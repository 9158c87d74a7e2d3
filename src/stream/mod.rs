//! Streaming insert over WebSocket
//!
//! Long-lived insert connections. The client sends batch messages, the
//! server answers each with its summary, in order:
//!
//! ```text
//! → {"type":"batch","seq":1,"indexId":"001","records":[{"txId":"0x..","data":{..}}]}
//! ← {"type":"summary","seq":1,"summary":{"inserted":1,"skipped":0,"failed":0,..}}
//! ```
//!
//! Each batch commits on its own; there is no transaction across batches.

pub mod handler;
pub mod messages;

pub use handler::{serve_connection, stream_insert_handler};
pub use messages::{ClientMessage, ServerMessage};
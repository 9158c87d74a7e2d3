//! Health Routes
//!
//! Health check endpoints for monitoring and Kubernetes probes.
//!
//! - GET /health/live - Liveness probe (process is alive)
//! - GET /health/ready - Readiness probe (ready to serve traffic)
//! - GET /health - Full health status

use axum::{extract::State, http::StatusCode, Json};
use std::sync::Arc;

use crate::api::dto::HealthResponse;
use crate::api::state::AppState;

/// GET /health/live
///
/// Kubernetes liveness probe.
/// Returns 200 if the process is alive, no dependency checks.
pub async fn liveness() -> StatusCode {
    StatusCode::OK
}

/// GET /health/ready
///
/// Kubernetes readiness probe.
/// Ready while the data directory is reachable.
pub async fn readiness(State(state): State<Arc<AppState>>) -> StatusCode {
    if state.service.config().data_dir.is_dir() {
        StatusCode::OK
    } else {
        StatusCode::SERVICE_UNAVAILABLE
    }
}

/// GET /health
///
/// Full health status. Degraded while any index is unavailable.
pub async fn full_health(State(state): State<Arc<AppState>>) -> Json<HealthResponse> {
    let (indexes, unavailable) = state.service.health().await;

    let status = if !state.service.config().data_dir.is_dir() {
        "unhealthy"
    } else if unavailable > 0 {
        "degraded"
    } else {
        "healthy"
    };

    Json(HealthResponse {
        status: status.to_string(),
        indexes,
        unavailable_indexes: unavailable,
        uptime_seconds: state.uptime_seconds(),
        version: env!("CARGO_PKG_VERSION").to_string(),
    })
}
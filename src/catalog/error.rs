//! Catalog error types

use std::path::PathBuf;
use thiserror::Error;

#[derive(Error, Debug)]
pub enum CatalogError {
    #[error("IO error: {0}")]
    Io(#[from] std::io::Error),

    #[error("Catalog file {path} is malformed: {source}")]
    Yaml {
        path: PathBuf,
        #[source]
        source: serde_yaml::Error,
    },

    #[error("Index '{index_id}' already exists on network '{network}'")]
    AlreadyExists { network: String, index_id: String },

    #[error("Index not found: {0}")]
    NotFound(String),

    #[error("Index '{name}' exists on several networks ({networks}), specify one")]
    Ambiguous { name: String, networks: String },

    #[error("Invalid index definition: {0}")]
    InvalidDefinition(String),
}

pub type CatalogResult<T> = Result<T, CatalogError>;
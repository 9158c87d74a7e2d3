//! Configuration System
//!
//! Handles loading configuration from files and environment variables.
//! Supports TOML config files and environment variable overrides.

use crate::keys::{EncodingError, KeyEncoder};
use crate::pipeline::InclusionPredicate;
use crate::service::{IndexFilter, ServiceConfig};
use crate::store::{ComparisonOp, SyncMode};
use serde::Deserialize;
use std::path::{Path, PathBuf};

/// Main configuration structure
#[derive(Debug, Clone, Default, Deserialize)]
pub struct Config {
    #[serde(default)]
    pub storage: StorageConfig,

    #[serde(default)]
    pub api: ApiConfig,

    #[serde(default)]
    pub service: ServiceSection,

    #[serde(default)]
    pub logging: LoggingConfig,

    /// Key schemas added to (or replacing) the built-in ones
    #[serde(default)]
    pub schemas: Vec<SchemaConfig>,

    /// Inclusion predicates applied when a batch brings none
    #[serde(default)]
    pub filters: Vec<FilterConfig>,
}

/// Index storage configuration
#[derive(Debug, Clone, Deserialize)]
pub struct StorageConfig {
    #[serde(default = "default_data_dir")]
    pub data_dir: String,

    #[serde(default)]
    pub sync_mode: SyncMode,

    #[serde(default = "default_flush_interval")]
    pub flush_interval_ms: u64,
}

fn default_data_dir() -> String {
    "./data".to_string()
}

fn default_flush_interval() -> u64 {
    5000 // 5 seconds
}

impl Default for StorageConfig {
    fn default() -> Self {
        Self {
            data_dir: default_data_dir(),
            sync_mode: SyncMode::default(),
            flush_interval_ms: default_flush_interval(),
        }
    }
}

/// API server configuration
#[derive(Debug, Clone, Deserialize)]
pub struct ApiConfig {
    #[serde(default = "default_host")]
    pub host: String,

    #[serde(default = "default_port")]
    pub port: u16,

    #[serde(default)]
    pub cors_origins: Vec<String>,

    #[serde(default = "default_request_timeout")]
    pub request_timeout_secs: u64,

    #[serde(default = "default_max_batch_size")]
    pub max_batch_size: usize,

    /// Batches buffered per streaming connection
    #[serde(default = "default_stream_buffer")]
    pub stream_buffer: usize,
}

fn default_host() -> String {
    "0.0.0.0".to_string()
}

fn default_port() -> u16 {
    8083
}

fn default_request_timeout() -> u64 {
    60
}

fn default_max_batch_size() -> usize {
    10_000
}

fn default_stream_buffer() -> usize {
    16
}

impl Default for ApiConfig {
    fn default() -> Self {
        Self {
            host: default_host(),
            port: default_port(),
            cors_origins: Vec::new(),
            request_timeout_secs: default_request_timeout(),
            max_batch_size: default_max_batch_size(),
            stream_buffer: default_stream_buffer(),
        }
    }
}

/// Service core configuration
#[derive(Debug, Clone, Deserialize)]
pub struct ServiceSection {
    /// Deadline for one search or insert batch (0 disables it)
    #[serde(default = "default_operation_timeout")]
    pub operation_timeout_ms: u64,
}

fn default_operation_timeout() -> u64 {
    30_000
}

impl Default for ServiceSection {
    fn default() -> Self {
        Self {
            operation_timeout_ms: default_operation_timeout(),
        }
    }
}

/// Logging configuration
#[derive(Debug, Clone, Deserialize)]
pub struct LoggingConfig {
    #[serde(default = "default_log_level")]
    pub level: String,

    #[serde(default = "default_log_format")]
    pub format: String,

    pub file: Option<String>,
}

fn default_log_level() -> String {
    "info".to_string()
}

fn default_log_format() -> String {
    "pretty".to_string()
}

impl Default for LoggingConfig {
    fn default() -> Self {
        Self {
            level: default_log_level(),
            format: default_log_format(),
            file: None,
        }
    }
}

/// `[[schemas]]` entry
#[derive(Debug, Clone, Deserialize)]
pub struct SchemaConfig {
    pub name: String,
    pub template: String,
}

/// `[[filters]]` entry
#[derive(Debug, Clone, Deserialize)]
pub struct FilterConfig {
    /// Index id or name
    pub index: String,
    #[serde(default)]
    pub network: Option<String>,
    pub field: String,
    pub op: ComparisonOp,
    pub threshold: f64,
}

impl FilterConfig {
    pub fn predicate(&self) -> InclusionPredicate {
        InclusionPredicate::new(self.field.clone(), self.op, self.threshold)
    }
}

impl Config {
    /// Load configuration from a file
    pub fn load(path: &Path) -> Result<Self, ConfigError> {
        let content = std::fs::read_to_string(path).map_err(|e| ConfigError::Io {
            path: path.to_path_buf(),
            error: e.to_string(),
        })?;

        let config: Config = toml::from_str(&content).map_err(|e| ConfigError::Parse {
            path: path.to_path_buf(),
            error: e.to_string(),
        })?;

        config.validate()?;
        Ok(config)
    }

    /// Check entries that parse but cannot be used
    pub fn validate(&self) -> Result<(), ConfigError> {
        for filter in &self.filters {
            filter
                .predicate()
                .validate()
                .map_err(|e| ConfigError::InvalidFilter {
                    index: filter.index.clone(),
                    error: e.to_string(),
                })?;
        }
        Ok(())
    }

    /// Load configuration from environment variables only
    pub fn from_env() -> Self {
        let mut config = Config::default();
        config.apply_env_overrides();
        config
    }

    /// Load configuration with environment variable overrides
    pub fn load_with_env(path: &Path) -> Result<Self, ConfigError> {
        let mut config = Self::load(path)?;
        config.apply_env_overrides();
        Ok(config)
    }

    /// Load from default locations or environment
    pub fn load_default() -> Self {
        let config_paths = [
            dirs::config_dir().map(|p| p.join("idxmngr").join("config.toml")),
            Some(PathBuf::from("/etc/idxmngr/config.toml")),
            Some(PathBuf::from("./idxmngr.toml")),
        ];

        for path_opt in config_paths.iter().flatten() {
            if path_opt.exists() {
                match Self::load_with_env(path_opt) {
                    Ok(config) => {
                        tracing::info!("Loaded config from {:?}", path_opt);
                        return config;
                    }
                    Err(e) => {
                        tracing::warn!("Failed to load config from {:?}: {}", path_opt, e);
                    }
                }
            }
        }

        tracing::info!("Using default config with environment overrides");
        Self::from_env()
    }

    /// Apply environment variable overrides to an existing config
    pub fn apply_env_overrides(&mut self) {
        self.apply_overrides(|name| std::env::var(name).ok());
    }

    fn apply_overrides(&mut self, lookup: impl Fn(&str) -> Option<String>) {
        if let Some(data_dir) = lookup("IDXMNGR_DATA_DIR") {
            self.storage.data_dir = data_dir;
        }

        if let Some(host) = lookup("IDXMNGR_API_HOST") {
            self.api.host = host;
        }
        if let Some(port) = lookup("IDXMNGR_API_PORT") {
            if let Ok(p) = port.parse() {
                self.api.port = p;
            }
        }

        if let Some(timeout) = lookup("IDXMNGR_OPERATION_TIMEOUT_MS") {
            if let Ok(t) = timeout.parse() {
                self.service.operation_timeout_ms = t;
            }
        }

        if let Some(level) = lookup("IDXMNGR_LOG_LEVEL") {
            self.logging.level = level;
        }
        if let Some(format) = lookup("IDXMNGR_LOG_FORMAT") {
            self.logging.format = format;
        }
    }

    /// Built-in schemas plus the configured ones
    pub fn key_encoder(&self) -> Result<KeyEncoder, EncodingError> {
        let mut encoder = KeyEncoder::with_defaults();
        for schema in &self.schemas {
            encoder.register_template(&schema.name, &schema.template)?;
        }
        Ok(encoder)
    }

    /// Settings for the service core
    pub fn service_config(&self) -> Result<ServiceConfig, ConfigError> {
        self.validate()?;
        Ok(ServiceConfig {
            data_dir: PathBuf::from(&self.storage.data_dir),
            sync_mode: self.storage.sync_mode,
            flush_interval_ms: self.storage.flush_interval_ms,
            operation_timeout_ms: self.service.operation_timeout_ms,
            max_batch_size: self.api.max_batch_size,
            filters: self
                .filters
                .iter()
                .map(|f| IndexFilter {
                    index: f.index.clone(),
                    network: f.network.clone(),
                    predicate: f.predicate(),
                })
                .collect(),
        })
    }
}

/// Configuration errors
#[derive(Debug, thiserror::Error)]
pub enum ConfigError {
    #[error("Failed to read config file {path:?}: {error}")]
    Io { path: PathBuf, error: String },

    #[error("Failed to parse config file {path:?}: {error}")]
    Parse { path: PathBuf, error: String },

    #[error("Invalid filter for index '{index}': {error}")]
    InvalidFilter { index: String, error: String },
}

/// Generate a default config file content
pub fn generate_default_config() -> String {
    r#"# idxmngr Configuration
#
# Environment variables override these settings:
# - IDXMNGR_DATA_DIR
# - IDXMNGR_API_HOST
# - IDXMNGR_API_PORT
# - IDXMNGR_OPERATION_TIMEOUT_MS
# - IDXMNGR_LOG_LEVEL
# - IDXMNGR_LOG_FORMAT

[storage]
# Root directory; each network gets <data_dir>/<network>/ with its
# config.yaml catalog and .bf index files
data_dir = "./data"

# When index files are fsynced: every_write, batched or none
sync_mode = "batched"

# How often catalog counters are written back (ms)
flush_interval_ms = 5000

[api]
# API server host
host = "0.0.0.0"

# API server port
port = 8083

# Allowed CORS origins (empty allows any)
cors_origins = []

# Request timeout in seconds
request_timeout_secs = 60

# Largest accepted insert batch
max_batch_size = 10000

# Batches buffered per streaming insert connection
stream_buffer = 16

[service]
# Deadline for one search or insert batch (ms, 0 disables)
operation_timeout_ms = 30000

[logging]
# Log level: trace, debug, info, warn, error
level = "info"

# Log format: pretty (for development) or json (for production)
format = "pretty"

# Optional log file path
# file = "/var/log/idxmngr/idxmngr.log"

# Key schemas. Built-in: speeding and purpose.
[[schemas]]
name = "speeding"
template = "spd::{speeding:3}::{obuId}::{collectionDt}"

# Inclusion predicates per index, used when a batch brings none
# [[filters]]
# index = "speeding"
# network = "hardhat"
# field = "speeding"
# op = "GtEq"
# threshold = 60
"#
    .to_string()
}

#[cfg(test)]
mod tests {
    use super::*;
    use std::collections::HashMap;

    #[test]
    fn test_default_config_parses() {
        let config: Config = toml::from_str(&generate_default_config()).unwrap();
        assert_eq!(config.api.port, 8083);
        assert_eq!(config.storage.sync_mode, SyncMode::Batched);
        assert_eq!(config.api.max_batch_size, 10_000);
        assert_eq!(config.service.operation_timeout_ms, 30_000);
        assert_eq!(config.schemas.len(), 1);
        assert!(config.filters.is_empty());
    }

    #[test]
    fn test_empty_config_uses_defaults() {
        let config: Config = toml::from_str("").unwrap();
        assert_eq!(config.storage.data_dir, "./data");
        assert_eq!(config.api.stream_buffer, 16);
        assert_eq!(config.logging.format, "pretty");
    }

    #[test]
    fn test_schemas_and_filters() {
        let toml = r#"
[storage]
sync_mode = "every_write"

[[schemas]]
name = "temperature"
template = "tmp::{celsius:3}::{sensor}"

[[filters]]
index = "speeding"
field = "speeding"
op = 5
threshold = 60
"#;
        let config: Config = toml::from_str(toml).unwrap();
        assert_eq!(config.storage.sync_mode, SyncMode::EveryWrite);

        let encoder = config.key_encoder().unwrap();
        assert!(encoder.get("temperature").is_some());
        assert!(encoder.get("speeding").is_some());

        let service = config.service_config().unwrap();
        assert_eq!(service.filters.len(), 1);
        assert_eq!(service.filters[0].predicate.op, ComparisonOp::GtEq);
        assert_eq!(service.filters[0].predicate.threshold, 60.0);
    }

    #[test]
    fn test_bad_schema_template() {
        let config: Config =
            toml::from_str("[[schemas]]\nname = \"x\"\ntemplate = \"{broken\"\n").unwrap();
        assert!(config.key_encoder().is_err());
    }

    #[test]
    fn test_overrides() {
        let vars = HashMap::from([
            ("IDXMNGR_DATA_DIR", "/srv/idx"),
            ("IDXMNGR_API_PORT", "9000"),
            ("IDXMNGR_OPERATION_TIMEOUT_MS", "500"),
            ("IDXMNGR_LOG_FORMAT", "json"),
        ]);
        let mut config = Config::default();
        config.apply_overrides(|name| vars.get(name).map(|v| v.to_string()));

        assert_eq!(config.storage.data_dir, "/srv/idx");
        assert_eq!(config.api.port, 9000);
        assert_eq!(config.service.operation_timeout_ms, 500);
        assert_eq!(config.logging.format, "json");
        assert_eq!(config.api.host, "0.0.0.0");
    }

    #[test]
    fn test_range_filter_rejected() {
        let toml = r#"
[[filters]]
index = "speeding"
field = "speeding"
op = "Range"
threshold = 60
"#;
        let config: Config = toml::from_str(toml).unwrap();
        assert!(matches!(
            config.service_config().unwrap_err(),
            ConfigError::InvalidFilter { ref index, .. } if index == "speeding"
        ));

        let dir = tempfile::tempdir().unwrap();
        let path = dir.path().join("idxmngr.toml");
        std::fs::write(&path, toml).unwrap();
        assert!(matches!(
            Config::load(&path).unwrap_err(),
            ConfigError::InvalidFilter { .. }
        ));
    }

    #[test]
    fn test_load_missing_file() {
        let err = Config::load(Path::new("/nonexistent/idxmngr.toml")).unwrap_err();
        assert!(matches!(err, ConfigError::Io { .. }));
    }
}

■ **PROBLEM TO SOLVE**
Please show, exactly as written, every line above that contains the word "StatusCode".

■ **FINISHED EXERCISE**
use axum::{extract::State, http::StatusCode, Json};
pub async fn liveness() -> StatusCode {
    StatusCode::OK
pub async fn readiness(State(state): State<Arc<AppState>>) -> StatusCode {
        StatusCode::OK
        StatusCode::SERVICE_UNAVAILABLE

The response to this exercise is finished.